FIE director Tony Lowes disputed Maguire’s conclusions.
“BIM’s statement today that there is ‘no evidence to support the suggestion that salmon in Irish rivers are being adversely affected by sea lice from salmon farms’ is unscientific and unsound,” said Lowes.
“The Environmental Directorates closure of its investigation into sea lice and salmon farming is based on the fact that they require ‘uncontested scientific evidence’,” said FIE.
“This is an impossible requirement, given the nature of science. Nor does it accord with the European Court of Justice’s legal test of ‘the balance of probability.’”
“Further, the closure letter from the Commission states that the wider infringement case against Ireland arising from the adverse judgement of the Court of Justice in 2007 remains open and ‘the debate is not closed’,” said Lowes.
This is the second time that the European commission dismisses complaints over sealice impact on wild stocks due to lack of evidence, said the farmers association IFA. The first time was in October 2012, when the NGOs’ first complaints were dismissed in favor of Ireland, it said.
“We have been held back due to indecision and the long wait for the inevitable dropping of this case,” said IFA’s aquaculture executive Richie Flynn.
“Ireland has a chance to shine on the world seafood stage and capture high value markets while still reminding relatively small in international terms but incredibly important locally.”
Ireland’s small and “highly focused industry” is driven by demand from niche quality markets, said Flynn.
EU and national targets for aquaculture growth “are realistic and incredibly positive goals for coastal communities, with associated jobs in farming, processing and service sectors”, he said, referring to targets set out in Ireland’s Harvest 2020 program and the European Commission’s Blue Growth strategy, which aim to reduce the EU’s reliance on fisheries imports by boosting aquaculture.
For FIE, however, the fight is not over.
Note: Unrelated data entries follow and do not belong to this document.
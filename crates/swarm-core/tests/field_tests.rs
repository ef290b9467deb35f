use glam::{Vec2, Vec3};
use swarm_core::constants::*;
use swarm_core::{
    hand_to_world, BitmapFont, Camera, FieldParams, Formation, GlyphBitmap, GlyphRasterizer,
    HandState, LoveMode, ParticleField, ParticleInstance, Viewport,
};

const COUNT: usize = 64;

fn field() -> ParticleField {
    ParticleField::new(FieldParams {
        count: COUNT,
        ..Default::default()
    })
}

fn viewport() -> Viewport {
    Camera::looking_at_origin(12.0, 50f32.to_radians(), 16.0 / 9.0).viewport()
}

fn fist_at_center() -> HandState {
    HandState {
        grip: 0.9,
        ..HandState::at(Vec2::new(0.5, 0.5))
    }
}

fn counting(n: u8) -> HandState {
    HandState {
        grip: 0.2,
        finger_count: n,
        ..HandState::at(Vec2::new(0.5, 0.5))
    }
}

fn positions(f: &ParticleField) -> Vec<Vec3> {
    f.particles().iter().map(|p| p.position()).collect()
}

#[test]
fn camera_viewport_matches_fov() {
    let vp = viewport();
    assert!((vp.height - 11.19).abs() < 0.01);
    assert!((vp.width - vp.height * 16.0 / 9.0).abs() < 1e-4);
}

#[test]
fn hand_mapping_mirrors_and_stretches_cropped_axis() {
    let vp = Viewport::new(16.0, 9.0);
    let aspect = 4.0 / 3.0;
    assert_eq!(hand_to_world(Vec2::new(0.5, 0.5), &vp, aspect), Vec3::ZERO);

    let left_edge = hand_to_world(Vec2::new(0.0, 0.5), &vp, aspect);
    assert!((left_edge.x - 8.0).abs() < 1e-5);

    // Screen is wider than the capture, so the capture's top and bottom
    // are cropped and y reaches past the viewport edge.
    let top = hand_to_world(Vec2::new(0.5, 0.0), &vp, aspect);
    let scale = (16.0 / 9.0) / aspect;
    assert!((top.y - 4.5 * scale).abs() < 1e-4);
    assert_eq!(top.z, 0.0);
}

#[test]
fn hand_mapping_on_narrow_screen_stretches_x() {
    let vp = Viewport::new(9.0, 16.0);
    let aspect = 4.0 / 3.0;
    let right = hand_to_world(Vec2::new(0.0, 0.5), &vp, aspect);
    let scale = aspect / (9.0 / 16.0);
    assert!((right.x - 4.5 * scale).abs() < 1e-4);
    let bottom = hand_to_world(Vec2::new(0.5, 1.0), &vp, aspect);
    assert!((bottom.y + 8.0).abs() < 1e-5);
}

#[test]
fn starts_scattered_and_invisible() {
    let f = field();
    assert_eq!(f.len(), COUNT);
    assert_eq!(f.active(), Formation::Scatter);
    for p in f.particles() {
        assert_eq!(p.position(), p.scatter);
        assert_eq!(p.scale(), 0.0);
    }
}

#[test]
fn tick_without_hand_state_is_a_no_op() {
    let mut f = field();
    let before = positions(&f);
    for t in 0..10 {
        assert_eq!(f.tick(None, t as f32 * 0.016, &viewport(), &mut BitmapFont), None);
    }
    assert_eq!(positions(&f), before);
    assert!(f.particles().iter().all(|p| p.scale() == 0.0));
}

#[test]
fn love_beats_triangle_and_fist() {
    let mut f = field();
    let s = HandState {
        love_mode: LoveMode::Single,
        is_triangle: true,
        grip: 0.9,
        ..Default::default()
    };
    assert_eq!(
        f.tick(Some(&s), 0.0, &viewport(), &mut BitmapFont),
        Some(Formation::Heart)
    );
    assert_eq!(f.active(), Formation::Heart);
}

#[test]
fn sphere_converges_geometrically() {
    let mut f = field();
    let s = fist_at_center();
    let vp = viewport();
    let targets: Vec<Vec3> = f
        .particles()
        .iter()
        .map(|p| p.sphere * SPHERE_DENSITY)
        .collect();
    let mut errors: Vec<f32> = positions(&f)
        .iter()
        .zip(&targets)
        .map(|(p, t)| p.distance(*t))
        .collect();
    for step in 0..20 {
        f.tick(Some(&s), step as f32 * 0.016, &vp, &mut BitmapFont);
        assert_eq!(f.center(), Vec3::ZERO);
        for (i, p) in f.particles().iter().enumerate() {
            let e = p.position().distance(targets[i]);
            let expected = errors[i] * (1.0 - SPHERE_BLEND);
            assert!((e - expected).abs() < 1e-3, "particle {i} step {step}");
            errors[i] = e;
        }
    }
}

#[test]
fn converged_sphere_stays_put() {
    let mut f = field();
    let s = fist_at_center();
    let vp = viewport();
    for step in 0..300 {
        f.tick(Some(&s), step as f32 * 0.016, &vp, &mut BitmapFont);
    }
    let settled = positions(&f);
    f.tick(Some(&s), 5.0, &vp, &mut BitmapFont);
    for (a, b) in settled.iter().zip(positions(&f)) {
        assert!(a.distance(b) < 1e-5);
    }
    for p in f.particles() {
        assert!((p.scale() - SPHERE_SIZE * p.base_scale).abs() < 1e-4);
    }
}

#[test]
fn scale_moves_a_tenth_of_the_way_per_tick() {
    let mut f = field();
    f.tick(Some(&fist_at_center()), 0.0, &viewport(), &mut BitmapFont);
    for p in f.particles() {
        let expected = SCALE_BLEND * SPHERE_SIZE * p.base_scale;
        assert!((p.scale() - expected).abs() < 1e-6);
    }
}

#[test]
fn centered_formations_face_the_center() {
    let mut f = field();
    let s = fist_at_center();
    f.tick(Some(&s), 0.0, &viewport(), &mut BitmapFont);
    let c = f.center();
    for p in f.particles() {
        let to_center = (c - p.position()).normalize();
        let forward = p.orientation() * Vec3::Z;
        assert!(forward.dot(to_center) > 0.999);
    }
}

#[test]
fn pyramid_and_double_heart_center_on_origin() {
    let vp = viewport();
    let off_center = Vec2::new(0.2, 0.3);

    let mut f = field();
    let tri = HandState {
        is_triangle: true,
        ..HandState::at(off_center)
    };
    f.tick(Some(&tri), 0.0, &vp, &mut BitmapFont);
    assert_eq!(f.active(), Formation::Pyramid);
    assert_eq!(f.center(), Vec3::ZERO);

    let double = HandState {
        love_mode: LoveMode::Double,
        ..HandState::at(off_center)
    };
    f.tick(Some(&double), 0.0, &vp, &mut BitmapFont);
    assert_eq!(f.center(), Vec3::ZERO);

    let single = HandState {
        love_mode: LoveMode::Single,
        ..HandState::at(off_center)
    };
    f.tick(Some(&single), 0.0, &vp, &mut BitmapFont);
    let expected = hand_to_world(off_center, &vp, FieldParams::default().capture_aspect);
    assert!(f.center().distance(expected) < 1e-5);
    assert_ne!(f.center(), Vec3::ZERO);
}

#[test]
fn glyph_regenerates_once_per_digit_change() {
    let mut f = field();
    let vp = viewport();
    let mut font = BitmapFont;
    for t in 0..5 {
        f.tick(Some(&counting(3)), t as f32, &vp, &mut font);
    }
    assert_eq!(f.active(), Formation::Glyph);
    assert_eq!(f.glyph().digit(), Some(3));
    assert_eq!(f.glyph().regenerations(), 1);

    for t in 5..15 {
        f.tick(Some(&counting(5)), t as f32, &vp, &mut font);
    }
    assert_eq!(f.glyph().digit(), Some(5));
    assert_eq!(f.glyph().regenerations(), 2);
}

#[test]
fn glyph_cache_is_untouched_outside_glyph_formation() {
    let mut f = field();
    let vp = viewport();
    f.tick(Some(&counting(2)), 0.0, &vp, &mut BitmapFont);
    // Fist with fingers up is a sphere; the cached digit stays.
    let fist = HandState {
        finger_count: 4,
        ..fist_at_center()
    };
    for t in 0..5 {
        f.tick(Some(&fist), t as f32, &vp, &mut BitmapFont);
    }
    assert_eq!(f.glyph().digit(), Some(2));
    assert_eq!(f.glyph().regenerations(), 1);
}

#[test]
fn glyph_targets_follow_the_hand() {
    let mut f = field();
    let vp = viewport();
    let s = counting(1);
    for t in 0..200 {
        f.tick(Some(&s), t as f32, &vp, &mut BitmapFont);
    }
    let c = f.center();
    for (p, t) in f.particles().iter().zip(f.glyph().targets()) {
        assert!(p.position().distance(c + *t) < 1e-3);
    }
}

#[test]
fn instances_cover_every_particle() {
    let mut f = field();
    f.tick(Some(&fist_at_center()), 0.0, &viewport(), &mut BitmapFont);
    let mut out: Vec<ParticleInstance> = Vec::new();
    f.write_instances(&mut out);
    assert_eq!(out.len(), COUNT);
    f.write_instances(&mut out);
    assert_eq!(out.len(), COUNT);
    let p = &f.particles()[0];
    assert_eq!(out[0].model[3][0], p.position().x);
    assert_eq!(out[0].color[3], 1.0);
}

#[test]
fn same_seed_same_field() {
    let a = field();
    let b = field();
    assert_eq!(positions(&a), positions(&b));
}

fn assert_near(actual: Vec3, expected: Vec3, tol: f32) {
    assert!(
        actual.distance(expected) < tol,
        "{actual:?} vs {expected:?}"
    );
}

#[test]
fn single_heart_pulses_at_half_size_around_the_hand() {
    let vp = viewport();
    let hand = Vec2::new(0.3, 0.6);
    let s = HandState {
        love_mode: LoveMode::Single,
        ..HandState::at(hand)
    };
    let t = 0.2;
    let mut f = field();
    let start = positions(&f);
    f.tick(Some(&s), t, &vp, &mut BitmapFont);

    let center = hand_to_world(hand, &vp, FieldParams::default().capture_aspect);
    let pulse = 1.0 + (t * HEART_PULSE_FREQ).sin() * HEART_PULSE_AMOUNT;
    for (p, b) in f.particles().iter().zip(start) {
        let h = p.heart;
        let offset = Vec3::new(h.x * pulse, h.y * pulse, h.z) * HEART_SINGLE_SCALE;
        let expected = b + (center + offset - b) * HEART_BLEND;
        assert_near(p.position(), expected, 1e-4);
    }
}

#[test]
fn double_heart_pulses_at_full_size_around_the_origin() {
    let s = HandState {
        love_mode: LoveMode::Double,
        ..HandState::at(Vec2::new(0.2, 0.3))
    };
    let t = 1.3;
    let mut f = field();
    let start = positions(&f);
    f.tick(Some(&s), t, &viewport(), &mut BitmapFont);

    let pulse = 1.0 + (t * HEART_PULSE_FREQ).sin() * HEART_PULSE_AMOUNT;
    for (p, b) in f.particles().iter().zip(start) {
        let h = p.heart;
        let offset = Vec3::new(h.x * pulse, h.y * pulse, h.z);
        let expected = b + (offset - b) * HEART_BLEND;
        assert_near(p.position(), expected, 1e-4);
    }
}

#[test]
fn pyramid_spins_about_y_with_time() {
    let s = HandState {
        is_triangle: true,
        ..HandState::at(Vec2::new(0.5, 0.5))
    };
    // A quarter turn: 2 rad/s for pi/4 seconds.
    let t = std::f32::consts::FRAC_PI_4;
    assert!((t * PYRAMID_SPIN_RATE - std::f32::consts::FRAC_PI_2).abs() < 1e-6);
    let mut f = field();
    let start = positions(&f);
    f.tick(Some(&s), t, &viewport(), &mut BitmapFont);

    for (p, b) in f.particles().iter().zip(start) {
        let v = p.pyramid;
        let turned = Vec3::new(-v.z, v.y, v.x);
        let expected = b + (turned - b) * PYRAMID_BLEND;
        assert_near(p.position(), expected, 1e-4);
    }
}

#[test]
fn scatter_drifts_on_slow_waves() {
    let t = 7.5;
    let mut f = field();
    let start = positions(&f);
    f.tick(Some(&HandState::default()), t, &viewport(), &mut BitmapFont);
    assert_eq!(f.active(), Formation::Scatter);

    let center = f.center();
    for (p, b) in f.particles().iter().zip(start) {
        let sc = p.scatter;
        let wave = Vec3::new(
            (t * SCATTER_WAVE_FREQ[0] + sc.y).sin() * SCATTER_WAVE_AMPLITUDE,
            (t * SCATTER_WAVE_FREQ[1] + sc.x).cos() * SCATTER_WAVE_AMPLITUDE,
            0.0,
        );
        let expected = b + (center + sc + wave - b) * SCATTER_BLEND;
        assert_near(p.position(), expected, 1e-4);
    }
}

#[test]
fn glyph_blends_a_tenth_of_the_way_per_tick() {
    let vp = viewport();
    let s = HandState {
        grip: 0.2,
        finger_count: 4,
        ..HandState::at(Vec2::new(0.35, 0.4))
    };
    let mut f = field();
    let start = positions(&f);
    f.tick(Some(&s), 0.0, &vp, &mut BitmapFont);
    assert_eq!(f.active(), Formation::Glyph);

    let center = hand_to_world(s.position, &vp, FieldParams::default().capture_aspect);
    for ((p, b), t) in f.particles().iter().zip(start).zip(f.glyph().targets()) {
        let expected = b + (center + *t - b) * GLYPH_BLEND;
        assert_near(p.position(), expected, 1e-4);
    }
}

#[test]
fn free_formations_tumble_by_their_own_spin() {
    let vp = viewport();
    let mut scatter = field();
    let mut glyph = field();
    let mut late = field();
    let before: Vec<_> = scatter.particles().iter().map(|p| p.orientation()).collect();
    for i in 0..3 {
        scatter.tick(Some(&HandState::default()), i as f32, &vp, &mut BitmapFont);
        glyph.tick(Some(&counting(3)), i as f32, &vp, &mut BitmapFont);
        late.tick(Some(&HandState::default()), 50.0 + i as f32, &vp, &mut BitmapFont);
    }
    assert_eq!(glyph.active(), Formation::Glyph);

    let mut turned = 0;
    for (((a, g), l), q0) in scatter
        .particles()
        .iter()
        .zip(glyph.particles())
        .zip(late.particles())
        .zip(before)
    {
        // Spin advances per tick, not with the clock, and ignores the formation.
        assert!(a.orientation().angle_between(g.orientation()) < 1e-3);
        assert!(a.orientation().angle_between(l.orientation()) < 1e-3);

        let swept = a.orientation().angle_between(q0);
        let bound = 3.0 * (a.spin.x.abs() + a.spin.y.abs() + a.spin.z.abs());
        assert!(swept <= bound + 1e-3, "{swept} > {bound}");
        if swept > 1e-3 {
            turned += 1;
        }
    }
    assert!(turned > COUNT / 2, "only {turned} particles turned");
}

/// Reports a full-size bitmap but fills only a handful of pixels.
struct Truncated;

impl GlyphRasterizer for Truncated {
    fn rasterize(&mut self, _text: &str, size: u32) -> swarm_core::Result<GlyphBitmap> {
        Ok(GlyphBitmap {
            size,
            luma: vec![255; 10],
        })
    }
}

#[test]
fn short_bitmap_from_the_rasterizer_does_not_stop_the_tick() {
    let mut f = field();
    let vp = viewport();
    for t in 0..3 {
        f.tick(Some(&counting(2)), t as f32, &vp, &mut Truncated);
    }
    assert_eq!(f.active(), Formation::Glyph);
    assert_eq!(f.glyph().digit(), Some(2));
    assert_eq!(f.glyph().regenerations(), 1);
    assert_eq!(f.glyph().targets().len(), COUNT);
}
A review published last week concluded that sealice have “negatively impacted wild sea trout stocks in salmon farming areas in Ireland, Scotland and Norway”, said FIE.
FIE said the review was published by “top international scientists from Norway, Scotland and Ireland” and assessed “all 300 available published studies on the effects of sea lice”.
It concluded that “sea lice have a potential significant and detrimental effect on marine survival of Atlantic salmon with potentially 12-44% fewer salmon spawning in salmon farming areas”.